**What is expected:** From the line below that contains "Option<PathBuf>, message: impl" to the line that contains "let mut error = Self::from(err);", repeat every line exactly, both ends included, and nothing else.
+---+
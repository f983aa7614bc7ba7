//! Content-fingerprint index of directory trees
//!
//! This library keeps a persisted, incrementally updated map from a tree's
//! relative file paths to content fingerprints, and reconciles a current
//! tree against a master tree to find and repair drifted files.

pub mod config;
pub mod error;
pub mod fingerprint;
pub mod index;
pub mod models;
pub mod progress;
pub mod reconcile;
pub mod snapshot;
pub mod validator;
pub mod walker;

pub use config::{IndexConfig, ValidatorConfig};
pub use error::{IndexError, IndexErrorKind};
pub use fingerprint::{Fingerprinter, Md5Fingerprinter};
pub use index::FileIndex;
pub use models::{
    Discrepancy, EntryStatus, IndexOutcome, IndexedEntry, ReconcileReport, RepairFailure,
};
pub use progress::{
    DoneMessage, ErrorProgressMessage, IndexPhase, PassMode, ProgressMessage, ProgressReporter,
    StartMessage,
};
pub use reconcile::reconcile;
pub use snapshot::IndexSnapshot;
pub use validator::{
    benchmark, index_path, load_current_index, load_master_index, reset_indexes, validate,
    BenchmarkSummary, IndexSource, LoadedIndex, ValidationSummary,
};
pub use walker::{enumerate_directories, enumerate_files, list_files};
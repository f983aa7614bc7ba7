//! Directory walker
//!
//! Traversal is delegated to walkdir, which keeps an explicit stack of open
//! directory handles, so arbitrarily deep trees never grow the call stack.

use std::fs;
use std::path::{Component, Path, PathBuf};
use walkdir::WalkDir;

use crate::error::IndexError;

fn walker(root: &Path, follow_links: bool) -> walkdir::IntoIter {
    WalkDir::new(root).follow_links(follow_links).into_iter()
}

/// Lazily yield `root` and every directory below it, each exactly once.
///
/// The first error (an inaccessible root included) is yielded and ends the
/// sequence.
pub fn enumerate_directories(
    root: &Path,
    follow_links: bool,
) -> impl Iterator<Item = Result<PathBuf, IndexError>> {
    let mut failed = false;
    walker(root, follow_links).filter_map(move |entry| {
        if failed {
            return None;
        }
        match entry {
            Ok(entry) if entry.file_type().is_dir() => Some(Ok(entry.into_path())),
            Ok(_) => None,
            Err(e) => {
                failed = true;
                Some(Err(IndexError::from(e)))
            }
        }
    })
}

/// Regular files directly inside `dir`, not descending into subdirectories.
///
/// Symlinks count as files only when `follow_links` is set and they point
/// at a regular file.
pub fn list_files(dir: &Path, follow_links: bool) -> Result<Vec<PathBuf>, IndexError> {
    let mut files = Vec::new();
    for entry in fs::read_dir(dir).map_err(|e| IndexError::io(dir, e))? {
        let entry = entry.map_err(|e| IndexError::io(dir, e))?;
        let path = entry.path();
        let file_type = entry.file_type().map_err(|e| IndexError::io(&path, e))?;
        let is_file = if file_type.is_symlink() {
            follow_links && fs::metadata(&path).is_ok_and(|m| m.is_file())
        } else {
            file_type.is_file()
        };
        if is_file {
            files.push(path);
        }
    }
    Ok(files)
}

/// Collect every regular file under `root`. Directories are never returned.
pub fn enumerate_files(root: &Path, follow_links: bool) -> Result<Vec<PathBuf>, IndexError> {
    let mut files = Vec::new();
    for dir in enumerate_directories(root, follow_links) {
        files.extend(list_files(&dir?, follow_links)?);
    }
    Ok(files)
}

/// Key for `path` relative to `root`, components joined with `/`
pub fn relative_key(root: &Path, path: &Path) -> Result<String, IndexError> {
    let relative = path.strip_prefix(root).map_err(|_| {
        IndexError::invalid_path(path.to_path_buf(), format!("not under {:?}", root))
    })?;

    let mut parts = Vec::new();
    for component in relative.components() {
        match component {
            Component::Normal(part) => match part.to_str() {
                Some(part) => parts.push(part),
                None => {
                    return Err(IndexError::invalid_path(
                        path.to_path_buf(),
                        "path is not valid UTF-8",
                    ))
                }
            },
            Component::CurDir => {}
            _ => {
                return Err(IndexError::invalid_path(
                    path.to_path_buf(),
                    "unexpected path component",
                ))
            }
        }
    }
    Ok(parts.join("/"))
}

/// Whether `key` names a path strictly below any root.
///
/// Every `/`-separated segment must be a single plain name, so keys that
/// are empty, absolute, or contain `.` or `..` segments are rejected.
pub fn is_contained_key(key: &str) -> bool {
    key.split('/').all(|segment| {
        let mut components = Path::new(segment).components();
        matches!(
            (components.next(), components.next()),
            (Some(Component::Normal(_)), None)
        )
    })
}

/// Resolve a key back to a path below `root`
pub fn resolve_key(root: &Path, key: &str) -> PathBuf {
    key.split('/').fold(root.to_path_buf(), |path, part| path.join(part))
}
+---+
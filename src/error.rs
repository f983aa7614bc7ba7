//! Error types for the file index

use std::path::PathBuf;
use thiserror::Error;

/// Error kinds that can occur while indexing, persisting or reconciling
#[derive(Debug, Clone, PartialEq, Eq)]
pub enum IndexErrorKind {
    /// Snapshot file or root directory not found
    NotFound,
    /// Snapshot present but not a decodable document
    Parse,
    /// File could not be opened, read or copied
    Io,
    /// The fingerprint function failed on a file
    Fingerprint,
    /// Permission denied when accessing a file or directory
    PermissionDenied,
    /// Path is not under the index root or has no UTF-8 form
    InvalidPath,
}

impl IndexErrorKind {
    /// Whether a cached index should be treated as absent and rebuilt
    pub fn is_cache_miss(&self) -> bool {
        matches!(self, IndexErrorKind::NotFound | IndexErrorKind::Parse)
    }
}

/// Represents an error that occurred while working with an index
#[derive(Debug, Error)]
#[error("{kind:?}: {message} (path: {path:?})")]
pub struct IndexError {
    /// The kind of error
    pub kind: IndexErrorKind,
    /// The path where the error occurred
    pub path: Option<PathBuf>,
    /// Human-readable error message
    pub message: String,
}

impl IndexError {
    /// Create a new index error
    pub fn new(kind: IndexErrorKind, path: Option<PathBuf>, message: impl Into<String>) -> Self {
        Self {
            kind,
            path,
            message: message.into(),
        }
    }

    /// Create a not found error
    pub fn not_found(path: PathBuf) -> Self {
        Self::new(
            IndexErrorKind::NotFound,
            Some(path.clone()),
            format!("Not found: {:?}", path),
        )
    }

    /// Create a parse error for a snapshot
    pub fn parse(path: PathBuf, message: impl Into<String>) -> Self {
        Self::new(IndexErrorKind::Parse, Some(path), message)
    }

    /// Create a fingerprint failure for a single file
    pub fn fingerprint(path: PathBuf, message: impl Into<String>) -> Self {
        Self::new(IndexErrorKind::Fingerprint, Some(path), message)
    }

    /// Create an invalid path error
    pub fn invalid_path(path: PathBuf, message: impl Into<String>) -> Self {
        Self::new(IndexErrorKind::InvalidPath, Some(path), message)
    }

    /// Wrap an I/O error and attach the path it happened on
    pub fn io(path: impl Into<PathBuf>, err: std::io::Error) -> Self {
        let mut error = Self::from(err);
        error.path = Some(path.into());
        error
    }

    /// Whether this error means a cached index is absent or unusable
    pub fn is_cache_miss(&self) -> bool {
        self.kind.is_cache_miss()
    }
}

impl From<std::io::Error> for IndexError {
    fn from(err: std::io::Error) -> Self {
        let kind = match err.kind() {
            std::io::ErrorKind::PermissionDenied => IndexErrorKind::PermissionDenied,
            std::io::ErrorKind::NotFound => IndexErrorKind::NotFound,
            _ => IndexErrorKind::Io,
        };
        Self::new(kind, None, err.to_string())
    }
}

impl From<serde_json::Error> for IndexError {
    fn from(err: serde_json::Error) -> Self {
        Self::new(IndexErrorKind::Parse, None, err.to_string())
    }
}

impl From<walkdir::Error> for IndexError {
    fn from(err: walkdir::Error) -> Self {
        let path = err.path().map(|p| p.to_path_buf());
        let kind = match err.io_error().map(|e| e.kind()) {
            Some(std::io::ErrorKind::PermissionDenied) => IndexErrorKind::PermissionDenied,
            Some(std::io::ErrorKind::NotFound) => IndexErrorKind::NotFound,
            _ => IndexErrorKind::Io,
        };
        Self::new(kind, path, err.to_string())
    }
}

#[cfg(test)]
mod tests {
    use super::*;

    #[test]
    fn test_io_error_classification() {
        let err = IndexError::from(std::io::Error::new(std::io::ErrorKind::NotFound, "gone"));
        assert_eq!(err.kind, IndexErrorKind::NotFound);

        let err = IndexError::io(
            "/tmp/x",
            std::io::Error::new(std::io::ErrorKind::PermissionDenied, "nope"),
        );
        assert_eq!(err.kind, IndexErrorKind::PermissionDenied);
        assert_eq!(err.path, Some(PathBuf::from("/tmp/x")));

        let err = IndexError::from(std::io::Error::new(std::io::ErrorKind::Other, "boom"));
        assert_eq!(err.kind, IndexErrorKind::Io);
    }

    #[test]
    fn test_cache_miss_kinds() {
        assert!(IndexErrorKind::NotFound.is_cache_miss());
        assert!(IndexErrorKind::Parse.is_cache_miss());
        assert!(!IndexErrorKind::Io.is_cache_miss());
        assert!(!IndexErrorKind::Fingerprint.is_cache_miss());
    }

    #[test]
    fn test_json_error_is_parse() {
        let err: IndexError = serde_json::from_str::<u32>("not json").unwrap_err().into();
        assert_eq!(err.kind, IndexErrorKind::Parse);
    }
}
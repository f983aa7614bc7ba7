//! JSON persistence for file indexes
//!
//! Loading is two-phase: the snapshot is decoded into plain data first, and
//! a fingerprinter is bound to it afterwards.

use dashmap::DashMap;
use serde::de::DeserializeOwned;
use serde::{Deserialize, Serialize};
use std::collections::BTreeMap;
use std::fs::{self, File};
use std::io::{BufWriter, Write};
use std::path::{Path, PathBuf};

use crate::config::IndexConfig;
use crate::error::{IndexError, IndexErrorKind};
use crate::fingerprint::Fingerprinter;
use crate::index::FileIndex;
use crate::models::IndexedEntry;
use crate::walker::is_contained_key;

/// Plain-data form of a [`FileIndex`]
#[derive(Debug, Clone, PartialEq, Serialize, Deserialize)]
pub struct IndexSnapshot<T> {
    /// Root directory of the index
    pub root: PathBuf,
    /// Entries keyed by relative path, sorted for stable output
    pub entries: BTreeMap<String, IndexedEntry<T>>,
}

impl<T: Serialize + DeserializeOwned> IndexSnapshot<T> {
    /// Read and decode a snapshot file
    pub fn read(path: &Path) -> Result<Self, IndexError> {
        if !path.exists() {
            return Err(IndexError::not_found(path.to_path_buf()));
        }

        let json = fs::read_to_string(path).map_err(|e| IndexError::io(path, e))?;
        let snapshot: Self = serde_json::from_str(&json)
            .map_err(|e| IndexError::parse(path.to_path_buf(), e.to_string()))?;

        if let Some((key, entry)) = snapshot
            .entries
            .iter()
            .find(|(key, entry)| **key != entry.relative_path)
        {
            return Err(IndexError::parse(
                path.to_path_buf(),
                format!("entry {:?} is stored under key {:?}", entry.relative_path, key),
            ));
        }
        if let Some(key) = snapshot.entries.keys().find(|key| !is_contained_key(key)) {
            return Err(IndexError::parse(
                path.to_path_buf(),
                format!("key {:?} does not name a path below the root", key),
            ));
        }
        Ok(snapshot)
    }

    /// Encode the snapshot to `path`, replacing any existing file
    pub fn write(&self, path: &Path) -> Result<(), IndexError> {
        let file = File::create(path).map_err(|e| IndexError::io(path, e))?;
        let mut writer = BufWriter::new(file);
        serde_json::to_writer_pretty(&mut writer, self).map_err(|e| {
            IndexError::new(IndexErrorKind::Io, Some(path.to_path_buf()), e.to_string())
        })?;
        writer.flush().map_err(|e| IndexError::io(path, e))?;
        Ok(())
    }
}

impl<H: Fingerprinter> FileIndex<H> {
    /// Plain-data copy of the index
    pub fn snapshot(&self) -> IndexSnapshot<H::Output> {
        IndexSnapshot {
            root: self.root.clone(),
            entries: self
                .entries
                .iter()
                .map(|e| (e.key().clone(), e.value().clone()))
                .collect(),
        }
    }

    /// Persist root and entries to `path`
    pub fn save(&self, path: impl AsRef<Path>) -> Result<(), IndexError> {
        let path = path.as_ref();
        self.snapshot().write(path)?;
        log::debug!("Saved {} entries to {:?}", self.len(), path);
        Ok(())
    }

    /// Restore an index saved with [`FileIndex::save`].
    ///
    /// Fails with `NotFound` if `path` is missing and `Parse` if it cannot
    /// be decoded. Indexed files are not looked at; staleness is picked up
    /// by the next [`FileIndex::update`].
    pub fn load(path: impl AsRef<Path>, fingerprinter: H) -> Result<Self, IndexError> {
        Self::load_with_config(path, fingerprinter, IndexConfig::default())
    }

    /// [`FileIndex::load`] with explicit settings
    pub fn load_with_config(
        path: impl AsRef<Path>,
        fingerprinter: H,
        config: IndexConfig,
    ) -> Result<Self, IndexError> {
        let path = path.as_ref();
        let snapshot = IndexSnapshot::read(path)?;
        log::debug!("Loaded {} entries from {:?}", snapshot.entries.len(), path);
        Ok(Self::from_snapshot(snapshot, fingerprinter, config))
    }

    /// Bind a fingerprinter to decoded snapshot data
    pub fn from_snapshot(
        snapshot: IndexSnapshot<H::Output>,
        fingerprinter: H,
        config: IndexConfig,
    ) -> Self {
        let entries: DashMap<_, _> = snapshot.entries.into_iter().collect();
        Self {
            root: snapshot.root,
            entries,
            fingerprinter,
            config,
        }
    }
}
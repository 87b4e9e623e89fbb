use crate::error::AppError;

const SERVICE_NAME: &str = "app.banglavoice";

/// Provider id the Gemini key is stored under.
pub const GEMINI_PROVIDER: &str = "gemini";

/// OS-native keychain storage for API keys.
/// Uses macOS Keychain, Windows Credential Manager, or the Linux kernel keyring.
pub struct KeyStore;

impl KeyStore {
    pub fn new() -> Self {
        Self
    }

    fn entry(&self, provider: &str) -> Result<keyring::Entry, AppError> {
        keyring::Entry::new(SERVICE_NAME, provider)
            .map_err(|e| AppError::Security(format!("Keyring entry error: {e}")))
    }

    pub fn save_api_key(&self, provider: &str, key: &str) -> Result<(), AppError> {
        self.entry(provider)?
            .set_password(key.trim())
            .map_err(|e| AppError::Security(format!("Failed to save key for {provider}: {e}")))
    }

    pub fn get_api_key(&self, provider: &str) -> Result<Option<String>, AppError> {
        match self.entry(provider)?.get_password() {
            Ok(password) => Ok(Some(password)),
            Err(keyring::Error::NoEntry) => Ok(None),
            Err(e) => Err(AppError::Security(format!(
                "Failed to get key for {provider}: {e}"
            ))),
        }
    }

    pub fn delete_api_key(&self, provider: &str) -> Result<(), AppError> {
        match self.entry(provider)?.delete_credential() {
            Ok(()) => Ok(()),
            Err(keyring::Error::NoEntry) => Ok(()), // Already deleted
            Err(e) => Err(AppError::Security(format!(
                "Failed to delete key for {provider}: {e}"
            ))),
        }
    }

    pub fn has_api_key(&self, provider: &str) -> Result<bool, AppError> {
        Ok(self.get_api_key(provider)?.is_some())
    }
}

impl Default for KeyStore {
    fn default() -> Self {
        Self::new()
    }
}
+---+
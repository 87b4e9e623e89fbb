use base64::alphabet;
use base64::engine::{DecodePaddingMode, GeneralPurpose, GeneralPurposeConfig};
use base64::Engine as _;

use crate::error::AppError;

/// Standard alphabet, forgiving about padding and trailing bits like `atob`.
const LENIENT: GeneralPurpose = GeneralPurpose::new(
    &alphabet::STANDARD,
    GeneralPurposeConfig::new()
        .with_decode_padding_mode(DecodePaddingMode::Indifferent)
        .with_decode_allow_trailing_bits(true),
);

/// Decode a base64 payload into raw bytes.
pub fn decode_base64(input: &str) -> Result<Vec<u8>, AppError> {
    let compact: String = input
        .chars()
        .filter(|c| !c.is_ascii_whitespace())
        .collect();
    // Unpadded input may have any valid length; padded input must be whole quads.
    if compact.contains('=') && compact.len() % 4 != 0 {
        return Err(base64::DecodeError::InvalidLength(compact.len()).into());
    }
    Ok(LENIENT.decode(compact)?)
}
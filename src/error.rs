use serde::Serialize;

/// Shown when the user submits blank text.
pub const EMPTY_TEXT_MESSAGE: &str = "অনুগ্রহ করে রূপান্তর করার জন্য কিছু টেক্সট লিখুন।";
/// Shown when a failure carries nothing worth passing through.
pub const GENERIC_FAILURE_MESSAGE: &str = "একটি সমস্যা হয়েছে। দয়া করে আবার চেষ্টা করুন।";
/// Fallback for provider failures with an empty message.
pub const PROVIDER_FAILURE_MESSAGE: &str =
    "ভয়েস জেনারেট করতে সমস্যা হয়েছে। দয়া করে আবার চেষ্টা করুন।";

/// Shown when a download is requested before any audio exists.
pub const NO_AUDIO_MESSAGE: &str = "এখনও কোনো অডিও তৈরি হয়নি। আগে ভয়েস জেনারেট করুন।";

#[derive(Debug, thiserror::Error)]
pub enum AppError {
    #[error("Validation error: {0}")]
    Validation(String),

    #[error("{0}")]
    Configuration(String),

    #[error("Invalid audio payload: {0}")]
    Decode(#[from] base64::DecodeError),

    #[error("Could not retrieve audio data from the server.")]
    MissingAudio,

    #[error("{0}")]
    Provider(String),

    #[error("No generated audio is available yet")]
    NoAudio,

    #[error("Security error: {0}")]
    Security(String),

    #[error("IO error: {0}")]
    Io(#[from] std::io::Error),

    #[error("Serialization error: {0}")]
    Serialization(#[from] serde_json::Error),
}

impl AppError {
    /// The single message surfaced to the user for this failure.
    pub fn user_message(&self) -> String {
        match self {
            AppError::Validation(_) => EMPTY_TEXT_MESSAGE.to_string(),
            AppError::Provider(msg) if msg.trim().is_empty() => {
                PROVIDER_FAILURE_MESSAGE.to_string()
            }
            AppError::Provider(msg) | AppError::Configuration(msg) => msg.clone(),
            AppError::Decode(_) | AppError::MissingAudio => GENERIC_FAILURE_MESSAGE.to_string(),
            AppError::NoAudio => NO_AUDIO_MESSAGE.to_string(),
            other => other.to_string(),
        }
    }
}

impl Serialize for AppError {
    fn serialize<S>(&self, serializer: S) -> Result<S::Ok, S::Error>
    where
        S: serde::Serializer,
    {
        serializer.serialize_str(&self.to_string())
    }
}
+---+
**Finished exercise:**
    pub fn new(kind: IndexErrorKind, path: Option<PathBuf>, message: impl Into<String>) -> Self {
        Self {
            kind,
            path,
            message: message.into(),
        }
    }

    /// Create a not found error
    pub fn not_found(path: PathBuf) -> Self {
        Self::new(
            IndexErrorKind::NotFound,
            Some(path.clone()),
            format!("Not found: {:?}", path),
        )
    }

    /// Create a parse error for a snapshot
    pub fn parse(path: PathBuf, message: impl Into<String>) -> Self {
        Self::new(IndexErrorKind::Parse, Some(path), message)
    }

    /// Create a fingerprint failure for a single file
    pub fn fingerprint(path: PathBuf, message: impl Into<String>) -> Self {
        Self::new(IndexErrorKind::Fingerprint, Some(path), message)
    }

    /// Create an invalid path error
    pub fn invalid_path(path: PathBuf, message: impl Into<String>) -> Self {
        Self::new(IndexErrorKind::InvalidPath, Some(path), message)
    }

    /// Wrap an I/O error and attach the path it happened on
    pub fn io(path: impl Into<PathBuf>, err: std::io::Error) -> Self {
        let mut error = Self::from(err);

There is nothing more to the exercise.